*Work instruction*. Could you reproduce the lines below from the one with "it the savings" through the one with "pub fn round_half_up(value: Decimal)"? Keep both ends and add nothing.

━━━

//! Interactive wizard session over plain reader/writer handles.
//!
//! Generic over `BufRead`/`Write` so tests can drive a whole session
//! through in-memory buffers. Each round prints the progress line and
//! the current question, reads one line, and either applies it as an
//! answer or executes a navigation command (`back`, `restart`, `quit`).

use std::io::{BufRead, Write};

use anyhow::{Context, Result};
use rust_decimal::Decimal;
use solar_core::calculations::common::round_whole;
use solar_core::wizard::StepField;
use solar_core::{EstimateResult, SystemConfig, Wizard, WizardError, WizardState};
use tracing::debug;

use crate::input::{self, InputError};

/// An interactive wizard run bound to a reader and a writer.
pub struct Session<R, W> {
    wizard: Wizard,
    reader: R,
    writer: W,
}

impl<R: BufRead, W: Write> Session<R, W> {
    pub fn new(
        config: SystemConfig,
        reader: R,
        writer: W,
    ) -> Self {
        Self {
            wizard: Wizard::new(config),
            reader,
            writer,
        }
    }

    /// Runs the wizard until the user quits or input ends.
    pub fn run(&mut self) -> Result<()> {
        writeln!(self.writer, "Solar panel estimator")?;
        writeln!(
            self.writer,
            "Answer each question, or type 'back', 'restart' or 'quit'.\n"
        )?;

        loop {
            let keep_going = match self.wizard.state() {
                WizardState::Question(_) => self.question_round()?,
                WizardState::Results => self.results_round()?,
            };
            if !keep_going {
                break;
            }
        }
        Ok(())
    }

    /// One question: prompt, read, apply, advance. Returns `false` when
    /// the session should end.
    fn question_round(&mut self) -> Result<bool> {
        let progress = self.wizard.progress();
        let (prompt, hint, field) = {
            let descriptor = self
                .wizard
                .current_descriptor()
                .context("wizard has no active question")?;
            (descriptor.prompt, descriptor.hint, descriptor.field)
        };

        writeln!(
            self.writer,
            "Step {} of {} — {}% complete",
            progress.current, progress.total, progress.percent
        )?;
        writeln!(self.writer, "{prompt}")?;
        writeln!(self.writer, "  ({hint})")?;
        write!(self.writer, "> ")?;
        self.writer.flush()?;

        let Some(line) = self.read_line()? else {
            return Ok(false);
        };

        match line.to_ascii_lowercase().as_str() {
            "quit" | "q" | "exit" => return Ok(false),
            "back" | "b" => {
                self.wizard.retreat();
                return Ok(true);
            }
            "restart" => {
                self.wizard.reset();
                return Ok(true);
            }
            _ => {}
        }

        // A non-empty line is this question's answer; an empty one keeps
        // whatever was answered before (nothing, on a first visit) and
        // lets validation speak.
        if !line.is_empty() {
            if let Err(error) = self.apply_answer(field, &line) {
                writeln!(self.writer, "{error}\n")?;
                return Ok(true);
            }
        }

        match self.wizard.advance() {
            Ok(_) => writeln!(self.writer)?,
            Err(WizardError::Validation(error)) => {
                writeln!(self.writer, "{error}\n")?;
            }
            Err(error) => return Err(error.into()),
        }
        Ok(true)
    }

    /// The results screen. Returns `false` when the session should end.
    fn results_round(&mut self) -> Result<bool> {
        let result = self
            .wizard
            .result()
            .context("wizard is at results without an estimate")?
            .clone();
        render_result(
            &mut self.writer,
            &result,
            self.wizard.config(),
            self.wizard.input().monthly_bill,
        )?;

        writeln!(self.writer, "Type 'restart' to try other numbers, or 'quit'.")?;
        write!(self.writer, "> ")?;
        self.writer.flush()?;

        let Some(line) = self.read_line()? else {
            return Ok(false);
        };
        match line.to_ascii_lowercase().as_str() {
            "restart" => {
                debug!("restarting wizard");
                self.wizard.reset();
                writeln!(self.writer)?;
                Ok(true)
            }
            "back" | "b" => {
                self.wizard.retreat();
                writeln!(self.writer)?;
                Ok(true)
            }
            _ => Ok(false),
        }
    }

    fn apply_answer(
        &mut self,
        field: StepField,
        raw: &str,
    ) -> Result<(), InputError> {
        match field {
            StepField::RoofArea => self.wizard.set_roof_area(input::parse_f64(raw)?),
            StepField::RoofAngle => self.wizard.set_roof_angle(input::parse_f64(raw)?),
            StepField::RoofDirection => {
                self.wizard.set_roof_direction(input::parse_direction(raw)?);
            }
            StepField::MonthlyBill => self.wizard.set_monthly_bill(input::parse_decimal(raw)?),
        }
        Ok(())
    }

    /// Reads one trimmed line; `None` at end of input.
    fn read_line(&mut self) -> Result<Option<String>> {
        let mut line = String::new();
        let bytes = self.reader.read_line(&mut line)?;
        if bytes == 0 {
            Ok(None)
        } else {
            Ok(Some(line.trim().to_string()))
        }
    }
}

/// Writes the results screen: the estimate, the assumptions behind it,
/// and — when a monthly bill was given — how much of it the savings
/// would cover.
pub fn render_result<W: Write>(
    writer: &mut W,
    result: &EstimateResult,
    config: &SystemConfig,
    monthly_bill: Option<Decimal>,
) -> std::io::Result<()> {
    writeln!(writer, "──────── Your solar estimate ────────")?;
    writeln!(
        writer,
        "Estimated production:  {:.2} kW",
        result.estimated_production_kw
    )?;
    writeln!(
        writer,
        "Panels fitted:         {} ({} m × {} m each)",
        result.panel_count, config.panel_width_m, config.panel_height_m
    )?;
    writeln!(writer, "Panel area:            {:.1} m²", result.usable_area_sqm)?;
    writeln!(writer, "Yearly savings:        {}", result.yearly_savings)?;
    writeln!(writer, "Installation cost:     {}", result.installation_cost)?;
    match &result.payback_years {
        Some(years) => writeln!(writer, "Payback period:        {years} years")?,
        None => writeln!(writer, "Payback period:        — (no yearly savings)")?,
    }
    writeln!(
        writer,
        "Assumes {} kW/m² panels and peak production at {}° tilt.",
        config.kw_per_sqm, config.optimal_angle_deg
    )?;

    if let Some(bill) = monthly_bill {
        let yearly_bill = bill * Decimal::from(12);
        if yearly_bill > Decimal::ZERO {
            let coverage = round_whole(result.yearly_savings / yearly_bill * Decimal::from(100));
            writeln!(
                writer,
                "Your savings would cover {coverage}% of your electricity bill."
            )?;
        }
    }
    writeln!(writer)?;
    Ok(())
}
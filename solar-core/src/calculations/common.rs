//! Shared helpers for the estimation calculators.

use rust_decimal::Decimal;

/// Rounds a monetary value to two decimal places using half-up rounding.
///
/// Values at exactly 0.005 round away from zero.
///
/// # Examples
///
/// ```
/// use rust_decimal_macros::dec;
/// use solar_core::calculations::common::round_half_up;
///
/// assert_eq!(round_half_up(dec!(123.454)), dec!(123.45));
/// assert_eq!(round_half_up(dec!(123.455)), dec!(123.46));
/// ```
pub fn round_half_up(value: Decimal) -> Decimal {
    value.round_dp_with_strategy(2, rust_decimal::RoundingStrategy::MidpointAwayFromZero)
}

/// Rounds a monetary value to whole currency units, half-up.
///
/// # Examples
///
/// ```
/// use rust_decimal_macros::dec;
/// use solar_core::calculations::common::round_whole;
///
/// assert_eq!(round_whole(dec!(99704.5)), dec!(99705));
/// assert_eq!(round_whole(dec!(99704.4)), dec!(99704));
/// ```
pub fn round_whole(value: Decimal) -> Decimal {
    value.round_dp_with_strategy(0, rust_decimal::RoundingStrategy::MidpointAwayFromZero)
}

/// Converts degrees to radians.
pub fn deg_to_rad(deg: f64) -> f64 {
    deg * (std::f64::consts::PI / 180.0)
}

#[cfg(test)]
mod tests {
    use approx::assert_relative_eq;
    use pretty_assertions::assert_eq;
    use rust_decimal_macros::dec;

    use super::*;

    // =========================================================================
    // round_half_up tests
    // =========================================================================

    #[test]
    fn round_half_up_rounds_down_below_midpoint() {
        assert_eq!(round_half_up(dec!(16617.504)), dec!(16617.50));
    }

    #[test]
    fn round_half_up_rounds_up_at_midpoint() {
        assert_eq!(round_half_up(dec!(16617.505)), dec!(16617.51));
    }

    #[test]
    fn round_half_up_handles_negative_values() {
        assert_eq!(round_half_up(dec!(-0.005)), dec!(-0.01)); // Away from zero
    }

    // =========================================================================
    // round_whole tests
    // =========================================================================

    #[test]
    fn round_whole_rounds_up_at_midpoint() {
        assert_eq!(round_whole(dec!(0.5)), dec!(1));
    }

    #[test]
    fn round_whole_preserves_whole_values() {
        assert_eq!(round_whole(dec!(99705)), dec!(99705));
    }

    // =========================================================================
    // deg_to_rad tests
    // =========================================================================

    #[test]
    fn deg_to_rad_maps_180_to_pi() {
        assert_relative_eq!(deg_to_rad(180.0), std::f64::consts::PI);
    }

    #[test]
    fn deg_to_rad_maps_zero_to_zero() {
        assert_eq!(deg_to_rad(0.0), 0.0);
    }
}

━━━

*Exercise solution*.
/// and — when a monthly bill was given — how much of it the savings
/// would cover.
pub fn render_result<W: Write>(
    writer: &mut W,
    result: &EstimateResult,
    config: &SystemConfig,
    monthly_bill: Option<Decimal>,
) -> std::io::Result<()> {
    writeln!(writer, "──────── Your solar estimate ────────")?;
    writeln!(
        writer,
        "Estimated production:  {:.2} kW",
        result.estimated_production_kw
    )?;
    writeln!(
        writer,
        "Panels fitted:         {} ({} m × {} m each)",
        result.panel_count, config.panel_width_m, config.panel_height_m
    )?;
    writeln!(writer, "Panel area:            {:.1} m²", result.usable_area_sqm)?;
    writeln!(writer, "Yearly savings:        {}", result.yearly_savings)?;
    writeln!(writer, "Installation cost:     {}", result.installation_cost)?;
    match &result.payback_years {
        Some(years) => writeln!(writer, "Payback period:        {years} years")?,
        None => writeln!(writer, "Payback period:        — (no yearly savings)")?,
    }
    writeln!(
        writer,
        "Assumes {} kW/m² panels and peak production at {}° tilt.",
        config.kw_per_sqm, config.optimal_angle_deg
    )?;

    if let Some(bill) = monthly_bill {
        let yearly_bill = bill * Decimal::from(12);
        if yearly_bill > Decimal::ZERO {
            let coverage = round_whole(result.yearly_savings / yearly_bill * Decimal::from(100));
            writeln!(
                writer,
                "Your savings would cover {coverage}% of your electricity bill."
            )?;
        }
    }
    writeln!(writer)?;
    Ok(())
}
filename solar-core/src/calculations/common.rs
//! Shared helpers for the estimation calculators.

use rust_decimal::Decimal;

/// Rounds a monetary value to two decimal places using half-up rounding.
///
/// Values at exactly 0.005 round away from zero.
///
/// # Examples
///
/// ```
/// use rust_decimal_macros::dec;
/// use solar_core::calculations::common::round_half_up;
///
/// assert_eq!(round_half_up(dec!(123.454)), dec!(123.45));
/// assert_eq!(round_half_up(dec!(123.455)), dec!(123.46));
/// ```
pub fn round_half_up(value: Decimal) -> Decimal {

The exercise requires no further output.